Вспышка воспоминаний о первом Жреце, умирающем на его руках, убитом им же, вызвала боль.



Но этот Жрец был слишком спокоен.

И это равнодушие злило. Словно обезумев, Гвин истерично стал наносить режущие кожу удары по груди Жреца. Не убивая, но разрывая кожу, заливая все вокруг кровью, которая лилась на пол, брызгала в лицо, окрашивала руки и волосы, застывала горьким вкусом на языке. Блестящее лезвие кинжала стало багровым, как и сжимающие его пальцы.

Тук-тук. На мгновенье ритм сердца Жреца сбился от боли. Всего на миг. Но Гвин уловил это и замер. Как бы ни сдерживал ровную маску на лице мужчина, не чувствовать боли он не мог. Выдержка не спасает от мучений, она лишь скрывает их факт от других. Так учил переносить боль Гвина первый Жрец. Но даже Жрецы – всего лишь люди.

И юноша замер с поднятым кинжалом. Помутнение прошло так же внезапно, как началось, и он уставился на то, что совершил. На торсе Жреца не было живого места. Кожа ошметками свисала с груди и боков, превратив тело в единую кровавую кашу из остатков эпителия, порванных капилляров, проглядывающих мышц и мяса. Окрашенная в неистово красный. Цвет, преследующий Гвина по ночам.

Дыхание Жреца было сбито. Как и Гвина.

Это сделал он?

На самом деле он. Его руки в крови.

И юноша поднял свои заляпанные багровые руки, почти не веря.

Он.

Лицо Жреца исказилось от разбитой челюсти, кровавых губ с розовой пеной слюны и длинного глубоко пореза через всю щеку, кровь от которого стекала прямиком в ухо и терялась в волосах.

Гвин опустился на колени, отбросив на пол и палочку, и кинжал и склонился над мужчиной так низко, что мог ощутить на лице его горячее скомканное дыхание и запах крови.

- Тебе нравится? – прошипел юноша.
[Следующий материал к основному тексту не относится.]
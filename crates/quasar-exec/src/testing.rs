//! Test doubles: a scripted RPC, a scripted relayer and XDR fixtures.

use std::collections::VecDeque;
use std::sync::atomic::{AtomicUsize, Ordering};
use std::sync::Mutex;

use async_trait::async_trait;
use serde_json::{json, Value};
use stellar_xdr::curr::{
    ContractDataDurability, ExtensionPoint, HostFunction, InvokeContractArgs, LedgerEntryChanges,
    LedgerFootprint, LedgerKey, LedgerKeyContractData, Limits, ReadXdr, ScVal,
    SorobanAddressCredentials, SorobanAuthorizationEntry, SorobanAuthorizedFunction,
    SorobanAuthorizedInvocation, SorobanCredentials, SorobanResources, SorobanTransactionData,
    SorobanTransactionDataExt, SorobanTransactionMeta, SorobanTransactionMetaExt,
    TransactionEnvelope, TransactionMeta, TransactionMetaV3, VecM, WriteXdr,
};

use quasar_compile::{decode_address, to_symbol};

use crate::error::RpcError;
use crate::relayer::{RelayRequest, RelayResponse, Relayer};
use crate::rpc::{GetTransactionResponse, SendTransactionResponse, SorobanRpc};
use crate::sign::Keypair;
use crate::transaction::{build_transaction, invoke_operation};
use crate::types::{AccountInfo, TransactionStatus};

pub(crate) const CONTRACT: &str = "CAAAAAAAAAAAAAAAAAAAAAAAAAAAAAAAAAAAAAAAAAAAAAAAAAAABSC4";

pub(crate) fn keypair(seed: u8) -> Keypair {
    Keypair::from_seed([seed; 32])
}

pub(crate) fn invoke_host_function() -> HostFunction {
    HostFunction::InvokeContract(InvokeContractArgs {
        contract_address: decode_address(CONTRACT).unwrap(),
        function_name: to_symbol("transfer").unwrap(),
        args: vec![ScVal::Bool(true)].try_into().unwrap(),
    })
}

pub(crate) fn invoke_envelope(source: &str, sequence: i64) -> TransactionEnvelope {
    build_transaction(source, sequence, 100, 300, invoke_operation(invoke_host_function()))
        .unwrap()
}

/// Transaction data whose footprint is read-only or read-write.
pub(crate) fn tx_data(read_write: bool, resource_fee: i64) -> SorobanTransactionData {
    let key = LedgerKey::ContractData(LedgerKeyContractData {
        contract: decode_address(CONTRACT).unwrap(),
        key: ScVal::LedgerKeyContractInstance,
        durability: ContractDataDurability::Persistent,
    });
    let (read_only, rw) = if read_write {
        (vec![], vec![key])
    } else {
        (vec![key], vec![])
    };
    SorobanTransactionData {
        ext: SorobanTransactionDataExt::V0,
        resources: SorobanResources {
            footprint: LedgerFootprint {
                read_only: read_only.try_into().unwrap(),
                read_write: rw.try_into().unwrap(),
            },
            instructions: 100_000,
            disk_read_bytes: 1024,
            write_bytes: 512,
        },
        resource_fee,
    }
}

fn invocation() -> SorobanAuthorizedInvocation {
    SorobanAuthorizedInvocation {
        function: SorobanAuthorizedFunction::ContractFn(InvokeContractArgs {
            contract_address: decode_address(CONTRACT).unwrap(),
            function_name: to_symbol("transfer").unwrap(),
            args: VecM::default(),
        }),
        sub_invocations: VecM::default(),
    }
}

/// Unsigned auth entry requiring `address` to sign.
pub(crate) fn address_auth_entry(address: &str, nonce: i64) -> SorobanAuthorizationEntry {
    SorobanAuthorizationEntry {
        credentials: SorobanCredentials::Address(SorobanAddressCredentials {
            address: decode_address(address).unwrap(),
            nonce,
            signature_expiration_ledger: 0,
            signature: ScVal::Void,
        }),
        root_invocation: invocation(),
    }
}

pub(crate) fn source_auth_entry() -> SorobanAuthorizationEntry {
    SorobanAuthorizationEntry {
        credentials: SorobanCredentials::SourceAccount,
        root_invocation: invocation(),
    }
}

/// A successful `simulateTransaction` result.
pub(crate) fn sim_success(
    auth: &[SorobanAuthorizationEntry],
    read_write: bool,
    return_value: Option<ScVal>,
) -> Value {
    let auth: Vec<String> = auth
        .iter()
        .map(|e| e.to_xdr_base64(Limits::none()).unwrap())
        .collect();
    let mut first = json!({ "auth": auth });
    if let Some(value) = return_value {
        first["xdr"] = json!(value.to_xdr_base64(Limits::none()).unwrap());
    }
    json!({
        "transactionData": tx_data(read_write, 50_000).to_xdr_base64(Limits::none()).unwrap(),
        "minResourceFee": "50000",
        "events": [],
        "results": [first],
        "cost": { "cpuInsns": "100000", "memBytes": "5000" },
        "latestLedger": 1000
    })
}

pub(crate) fn sim_failure(error: &str) -> Value {
    json!({ "error": error, "events": ["AAAAAQ=="], "latestLedger": 1000 })
}

/// A simulation that reports archived state.
pub(crate) fn sim_restore() -> Value {
    let mut raw = sim_success(&[], true, None);
    raw["restorePreamble"] = json!({
        "transactionData": tx_data(true, 20_000).to_xdr_base64(Limits::none()).unwrap(),
        "minResourceFee": "20000"
    });
    raw
}

/// `TransactionMeta` v3 carrying a contract return value, base64 XDR.
pub(crate) fn success_meta(return_value: ScVal) -> String {
    TransactionMeta::V3(TransactionMetaV3 {
        ext: ExtensionPoint::V0,
        tx_changes_before: LedgerEntryChanges(VecM::default()),
        operations: VecM::default(),
        tx_changes_after: LedgerEntryChanges(VecM::default()),
        soroban_meta: Some(SorobanTransactionMeta {
            ext: SorobanTransactionMetaExt::V0,
            events: VecM::default(),
            return_value,
            diagnostic_events: VecM::default(),
        }),
    })
    .to_xdr_base64(Limits::none())
    .unwrap()
}

/// Scripted RPC. Queued simulations and sends are consumed in order; the last
/// queued status repeats. With nothing queued, sends are `PENDING` and
/// statuses are `SUCCESS`.
pub(crate) struct MockRpc {
    sequence: i64,
    simulations: Mutex<VecDeque<Value>>,
    sends: Mutex<VecDeque<SendTransactionResponse>>,
    statuses: Mutex<VecDeque<GetTransactionResponse>>,
    ledger_entries: Mutex<Value>,
    simulated: Mutex<Vec<String>>,
    sent: Mutex<Vec<String>>,
    get_calls: AtomicUsize,
    ledger_calls: AtomicUsize,
}

impl MockRpc {
    pub(crate) fn new(sequence: i64) -> Self {
        Self {
            sequence,
            simulations: Mutex::new(VecDeque::new()),
            sends: Mutex::new(VecDeque::new()),
            statuses: Mutex::new(VecDeque::new()),
            ledger_entries: Mutex::new(json!({ "entries": [], "latestLedger": 1000 })),
            simulated: Mutex::new(Vec::new()),
            sent: Mutex::new(Vec::new()),
            get_calls: AtomicUsize::new(0),
            ledger_calls: AtomicUsize::new(0),
        }
    }

    pub(crate) fn push_simulation(&self, raw: Value) {
        self.simulations.lock().unwrap().push_back(raw);
    }

    pub(crate) fn push_send(&self, status: &str, hash: &str) {
        self.sends.lock().unwrap().push_back(SendTransactionResponse {
            hash: hash.to_string(),
            status: status.to_string(),
            error_result_xdr: None,
            diagnostic_events_xdr: vec![],
        });
    }

    pub(crate) fn push_status(&self, status: TransactionStatus, meta: Option<String>) {
        let ledger = status.is_terminal().then_some(1234);
        self.statuses.lock().unwrap().push_back(GetTransactionResponse {
            status,
            ledger,
            result_xdr: None,
            result_meta_xdr: meta,
            envelope_xdr: None,
            diagnostic_events_xdr: vec![],
        });
    }

    pub(crate) fn set_ledger_entries(&self, raw: Value) {
        *self.ledger_entries.lock().unwrap() = raw;
    }

    pub(crate) fn simulate_calls(&self) -> usize {
        self.simulated.lock().unwrap().len()
    }

    pub(crate) fn send_calls(&self) -> usize {
        self.sent.lock().unwrap().len()
    }

    pub(crate) fn get_calls(&self) -> usize {
        self.get_calls.load(Ordering::SeqCst)
    }

    pub(crate) fn ledger_calls(&self) -> usize {
        self.ledger_calls.load(Ordering::SeqCst)
    }

    pub(crate) fn sent(&self) -> Vec<TransactionEnvelope> {
        self.sent
            .lock()
            .unwrap()
            .iter()
            .map(|b64| TransactionEnvelope::from_xdr_base64(b64, Limits::none()).unwrap())
            .collect()
    }

    pub(crate) fn simulated(&self) -> Vec<TransactionEnvelope> {
        self.simulated
            .lock()
            .unwrap()
            .iter()
            .map(|b64| TransactionEnvelope::from_xdr_base64(b64, Limits::none()).unwrap())
            .collect()
    }
}

#[async_trait]
impl SorobanRpc for MockRpc {
    async fn get_account(&self, account_id: &str) -> Result<AccountInfo, RpcError> {
        Ok(AccountInfo {
            account_id: account_id.to_string(),
            sequence: self.sequence,
        })
    }

    async fn simulate_transaction(&self, tx_xdr_base64: &str) -> Result<Value, RpcError> {
        self.simulated
            .lock()
            .unwrap()
            .push(tx_xdr_base64.to_string());
        self.simulations
            .lock()
            .unwrap()
            .pop_front()
            .ok_or_else(|| RpcError::Rpc {
                code: -32000,
                message: "no scripted simulation".to_string(),
            })
    }

    async fn send_transaction(
        &self,
        tx_xdr_base64: &str,
    ) -> Result<SendTransactionResponse, RpcError> {
        let mut sent = self.sent.lock().unwrap();
        sent.push(tx_xdr_base64.to_string());
        let n = sent.len();
        Ok(self
            .sends
            .lock()
            .unwrap()
            .pop_front()
            .unwrap_or_else(|| SendTransactionResponse {
                hash: format!("tx{}", n),
                status: "PENDING".to_string(),
                error_result_xdr: None,
                diagnostic_events_xdr: vec![],
            }))
    }

    async fn get_transaction(&self, _hash: &str) -> Result<GetTransactionResponse, RpcError> {
        self.get_calls.fetch_add(1, Ordering::SeqCst);
        let mut statuses = self.statuses.lock().unwrap();
        let response = if statuses.len() > 1 {
            statuses.pop_front()
        } else {
            statuses.front().cloned()
        };
        Ok(response.unwrap_or(GetTransactionResponse {
            status: TransactionStatus::Success,
            ledger: Some(1234),
            result_xdr: None,
            result_meta_xdr: None,
            envelope_xdr: None,
            diagnostic_events_xdr: vec![],
        }))
    }

    async fn get_ledger_entries(&self, _keys: &[String]) -> Result<Value, RpcError> {
        self.ledger_calls.fetch_add(1, Ordering::SeqCst);
        Ok(self.ledger_entries.lock().unwrap().clone())
    }
}

/// Relayer answering every request with one scripted response.
pub(crate) struct MockRelayer {
    response: RelayResponse,
    requests: Mutex<Vec<RelayRequest>>,
}

impl MockRelayer {
    pub(crate) fn accepting(hash: &str) -> Self {
        Self::responding(RelayResponse {
            success: true,
            hash: Some(hash.to_string()),
            status: Some("PENDING".to_string()),
            ..Default::default()
        })
    }

    pub(crate) fn responding(response: RelayResponse) -> Self {
        Self {
            response,
            requests: Mutex::new(Vec::new()),
        }
    }

    pub(crate) fn requests(&self) -> Vec<RelayRequest> {
        self.requests.lock().unwrap().clone()
    }
}

#[async_trait]
impl Relayer for MockRelayer {
    async fn relay(&self, request: RelayRequest) -> Result<RelayResponse, RpcError> {
        self.requests.lock().unwrap().push(request);
        Ok(self.response.clone())
    }
}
Жрец не ответил. Лишь с ненавистью, такой ощутимой, почти осязаемой, смотрел в ответ, не мигая.

- Что, пропало желание говорить? – с презрением выдавил Гвин, лихорадочно сверкая глазами. Как больной. Или сумасшедший. – Прежде ты был куда болтливей.

Мужчина хрипло закашлялся – то ли смех, то ли подавился слюной, сложно было понять. В глазах его отражалось рыжее пламя свечей – словно сам ад смотрел из глубины тьмы. Ад, который будет ждать Гвина за всё, совершенное этой ночью.

Но это будет потом.

А сейчас есть только это мгновенье.

- Слышал бы ты, - сквозь кашель ухмыльнулся Жрец, и пузырьки крови стекали по губам к шее и кадыку, - с каким звуком крошится череп твоей сестры…
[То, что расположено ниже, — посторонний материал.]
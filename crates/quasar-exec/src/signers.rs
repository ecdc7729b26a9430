//! Who must sign, and who already has.

use std::collections::{BTreeMap, BTreeSet};

use stellar_xdr::curr::{DecoratedSignature, SorobanAuthorizationEntry};

use crate::sign::auth_entry_address;

/// The set of addresses whose signatures a transaction needs.
///
/// `discovered` addresses authorize through their own auth entry. The source
/// and any expected co-signer sign the envelope; a source that also has
/// address-credential entries must do both.
#[derive(Debug, Clone, Default, PartialEq, Eq)]
pub struct SignerRequirement {
    pub source: String,
    pub expected: BTreeSet<String>,
    pub discovered: BTreeSet<String>,
}

impl SignerRequirement {
    /// Union of source, expected and discovered addresses.
    pub fn all(&self) -> BTreeSet<String> {
        let mut all = self.expected.clone();
        all.extend(self.discovered.iter().cloned());
        all.insert(self.source.clone());
        all
    }

    pub fn contains(&self, address: &str) -> bool {
        self.source == address
            || self.expected.contains(address)
            || self.discovered.contains(address)
    }

    pub fn signs_auth(&self, address: &str) -> bool {
        self.discovered.contains(address)
    }

    pub fn signs_envelope(&self, address: &str) -> bool {
        self.source == address || !self.discovered.contains(address)
    }
}

/// Derives signer requirements from simulation output.
pub struct SignerResolver;

impl SignerResolver {
    /// Addresses with address credentials in `auth`, the source included.
    ///
    /// Source-account credentials are covered by the envelope signature and
    /// name no address.
    pub fn discover(auth: &[SorobanAuthorizationEntry]) -> BTreeSet<String> {
        auth.iter().filter_map(auth_entry_address).collect()
    }

    pub fn requirement(
        source: &str,
        expected: &BTreeSet<String>,
        auth: &[SorobanAuthorizationEntry],
    ) -> SignerRequirement {
        SignerRequirement {
            source: source.to_string(),
            expected: expected.clone(),
            discovered: Self::discover(auth),
        }
    }
}

/// Signatures collected so far.
///
/// Envelope signatures are bound to the transaction hash they cover; recording
/// one against a different hash drops the stale ones.
#[derive(Debug, Clone, Default, PartialEq, Eq)]
pub struct SignatureSet {
    auth: BTreeSet<String>,
    envelope: BTreeMap<String, DecoratedSignature>,
    signed_hash: Option<[u8; 32]>,
}

impl SignatureSet {
    pub fn record_auth(&mut self, address: &str) -> bool {
        self.auth.insert(address.to_string())
    }

    /// Returns `false` when `address` already signed this hash.
    pub fn record_envelope(
        &mut self,
        address: &str,
        signature: DecoratedSignature,
        tx_hash: [u8; 32],
    ) -> bool {
        if self.signed_hash != Some(tx_hash) {
            self.envelope.clear();
            self.signed_hash = Some(tx_hash);
        }
        if self.envelope.contains_key(address) {
            return false;
        }
        self.envelope.insert(address.to_string(), signature);
        true
    }

    pub fn has_auth(&self, address: &str) -> bool {
        self.auth.contains(address)
    }

    pub fn has_envelope(&self, address: &str) -> bool {
        self.envelope.contains_key(address)
    }

    pub fn signed_hash(&self) -> Option<[u8; 32]> {
        self.signed_hash
    }

    /// Drop envelope signatures; the transaction hash they covered is gone.
    pub fn invalidate_envelope(&mut self) {
        self.envelope.clear();
        self.signed_hash = None;
    }

    pub fn clear(&mut self) {
        self.auth.clear();
        self.invalidate_envelope();
    }

    pub fn is_empty(&self) -> bool {
        self.auth.is_empty() && self.envelope.is_empty()
    }

    pub fn is_satisfied(&self, address: &str, requirement: &SignerRequirement) -> bool {
        (!requirement.signs_auth(address) || self.has_auth(address))
            && (!requirement.signs_envelope(address) || self.has_envelope(address))
    }

    /// Required addresses without a signature, sorted.
    pub fn missing(&self, requirement: &SignerRequirement) -> Vec<String> {
        requirement
            .all()
            .into_iter()
            .filter(|address| !self.is_satisfied(address, requirement))
            .collect()
    }

    /// Envelope signatures in address order.
    pub fn envelope_signatures(&self) -> Vec<DecoratedSignature> {
        self.envelope.values().cloned().collect()
    }
}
Стремительный сильный удар впечатал лицо Жреца в пол так, что его звук надолго повис в воздухе.

- Не смей!

Очередной удар пришелся не в лицо, а прямиком в изрезанный до мяса живот. Жрец задохнулся, и первый полузвук слетел с его мерзких губ. Не крик боли, но уже и не молчание.

- Nimer wolfqs, - прошептал Гвин с тайным злорадством, направляя раскрытую ладонь на голые стопы противника. Так, чтобы Жрец услышал. Чтобы понял, что его ждет прежде, чем это начнется. И в глазах мужчины вдруг увидел мелькнувший страх. О да, Жрец понял…

Синева вспыхнула золотым отблеском. Заклинание волков, так звали его в Древней магии. Одно из запрещенных темных заклятий. Жрецы не применяли его, считая злом. Но Гвин не Жрец. И ради мести он нарушит любые правила и законы. Он низвергнет небо, но услышит, как убийца его семьи молит о смерти с криком на губах.